- Directed by: Keith McQuirter
- Produced by: Keith McQuirter, Katie Taber
- Cinematography: Derek Wiesehahn
- Edited by: Jason Pollard, Paul Lovelace
- Music by: Timothy Bright
- Production companies: Transform Films, Inc
- Release date: 2016;
- Running time: 55 minutes
- Country: United States
- Language: English

= Milwaukee 53206 =

Milwaukee 53206 is a feature documentary directed and produced by Keith McQuirter. The film explores the impact of mass incarceration on families in the ZIP Code 53206 in Milwaukee, Wisconsin, an area that, at the time of production, had one of the highest incarceration rate for African American men in the United States.
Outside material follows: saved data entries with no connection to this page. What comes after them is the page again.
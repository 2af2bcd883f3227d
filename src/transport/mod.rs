//! Message transport between nodes and clients
//!
//! Nodes never touch each other's state; every cross-node effect is an
//! [`Envelope`] delivered into the recipient's [`Mailbox`]. Delivery is
//! fire-and-forget: a lost or slow message is only ever observed as a
//! missing reply.

pub mod memory;
pub mod tcp;

pub use memory::MemoryNetwork;
pub use tcp::{listen, TcpTransport};

use crate::common::{Error, Result};
use crate::node::messages::Envelope;
use serde::{Deserialize, Serialize};
use std::fmt;
use std::future::Future;
use std::net::SocketAddr;
use tokio::sync::mpsc;

/// Opaque network address of a node or client.
#[derive(Debug, Clone, PartialEq, Eq, PartialOrd, Ord, Hash, Serialize, Deserialize)]
#[serde(transparent)]
pub struct Locator(String);

impl Locator {
    pub fn as_str(&self) -> &str {
        &self.0
    }

    /// Interpret the locator as a TCP address.
    pub fn to_socket_addr(&self) -> Result<SocketAddr> {
        self.0
            .parse()
            .map_err(|_| Error::Unreachable(self.clone()))
    }
}

impl fmt::Display for Locator {
    fn fmt(&self, f: &mut fmt::Formatter<'_>) -> fmt::Result {
        f.write_str(&self.0)
    }
}

impl From<&str> for Locator {
    fn from(s: &str) -> Self {
        Locator(s.to_string())
    }
}

impl From<String> for Locator {
    fn from(s: String) -> Self {
        Locator(s)
    }
}

impl From<SocketAddr> for Locator {
    fn from(addr: SocketAddr) -> Self {
        Locator(addr.to_string())
    }
}

/// Sending half of a mailbox.
pub type MailboxSender = mpsc::UnboundedSender<Envelope>;

/// Ordered inbox of a node or client.
#[derive(Debug)]
pub struct Mailbox {
    sender: MailboxSender,
    receiver: mpsc::UnboundedReceiver<Envelope>,
}

impl Mailbox {
    pub fn new() -> Self {
        let (sender, receiver) = mpsc::unbounded_channel();
        Self { sender, receiver }
    }

    pub fn sender(&self) -> MailboxSender {
        self.sender.clone()
    }

    pub async fn recv(&mut self) -> Option<Envelope> {
        self.receiver.recv().await
    }

    pub fn try_recv(&mut self) -> Option<Envelope> {
        self.receiver.try_recv().ok()
    }
}

impl Default for Mailbox {
    fn default() -> Self {
        Self::new()
    }
}

/// Point-to-point delivery of envelopes to a locator.
pub trait Transport: Clone + Send + Sync + 'static {
    /// Hand `envelope` over for delivery without waiting for it to arrive.
    fn send(&self, to: &Locator, envelope: Envelope) -> Result<()>;

    /// Wait until every envelope handed to `send` so far has left the
    /// process. Transports that deliver synchronously have nothing to wait for.
    fn flush(&self) -> impl Future<Output = ()> + Send {
        async {}
    }
}

#[cfg(test)]
mod tests {
    use super::*;
    use crate::node::messages::Message;

    #[test]
    fn test_locator_socket_addr() {
        let addr: SocketAddr = "127.0.0.1:10010".parse().unwrap();
        let locator = Locator::from(addr);
        assert_eq!(locator.as_str(), "127.0.0.1:10010");
        assert_eq!(locator.to_socket_addr().unwrap(), addr);

        let err = Locator::from("mem://node-1").to_socket_addr().unwrap_err();
        assert!(matches!(err, Error::Unreachable(_)));
    }

    #[tokio::test]
    async fn test_mailbox_is_fifo() {
        let mut mailbox = Mailbox::new();
        let sender = mailbox.sender();
        sender.send(Envelope::new("a", Message::Leave)).unwrap();
        sender
            .send(Envelope::new("b", Message::StartJoin { contact: "c".into() }))
            .unwrap();

        assert_eq!(mailbox.recv().await.unwrap().from.as_str(), "a");
        assert_eq!(mailbox.recv().await.unwrap().from.as_str(), "b");
        assert!(mailbox.try_recv().is_none());
    }
}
Through the stories of three residents, the documentary explores the effect that mass incarceration has on individuals and families in Milwaukee's ZIP code 53206, an area with one of the highest incarceration rates for African American men in the United States. The film uses this local lens to illuminate the broader, national impact of mass incarceration on communities across the country.

== Synopsis ==
The film centers on families grappling with the long-term effects of incarceration. Among the stories is Beverly Walker, a mother of five whose husband, Baron Walker, has spent more than two decades behind bars. Chad Wilson, a young man recently released from prison, works to rebuild his life while confronting the stigma and obstacles of reentry. Dennis Walton, co-director of Milwaukee's Fatherhood Initiative, draws from his own experience in the justice system to lead community efforts that support men, parents, and families affected by incarceration. In a neighborhood deeply impacted by incarceration, Dennis fights to strengthen the 53206 community against overwhelming odds.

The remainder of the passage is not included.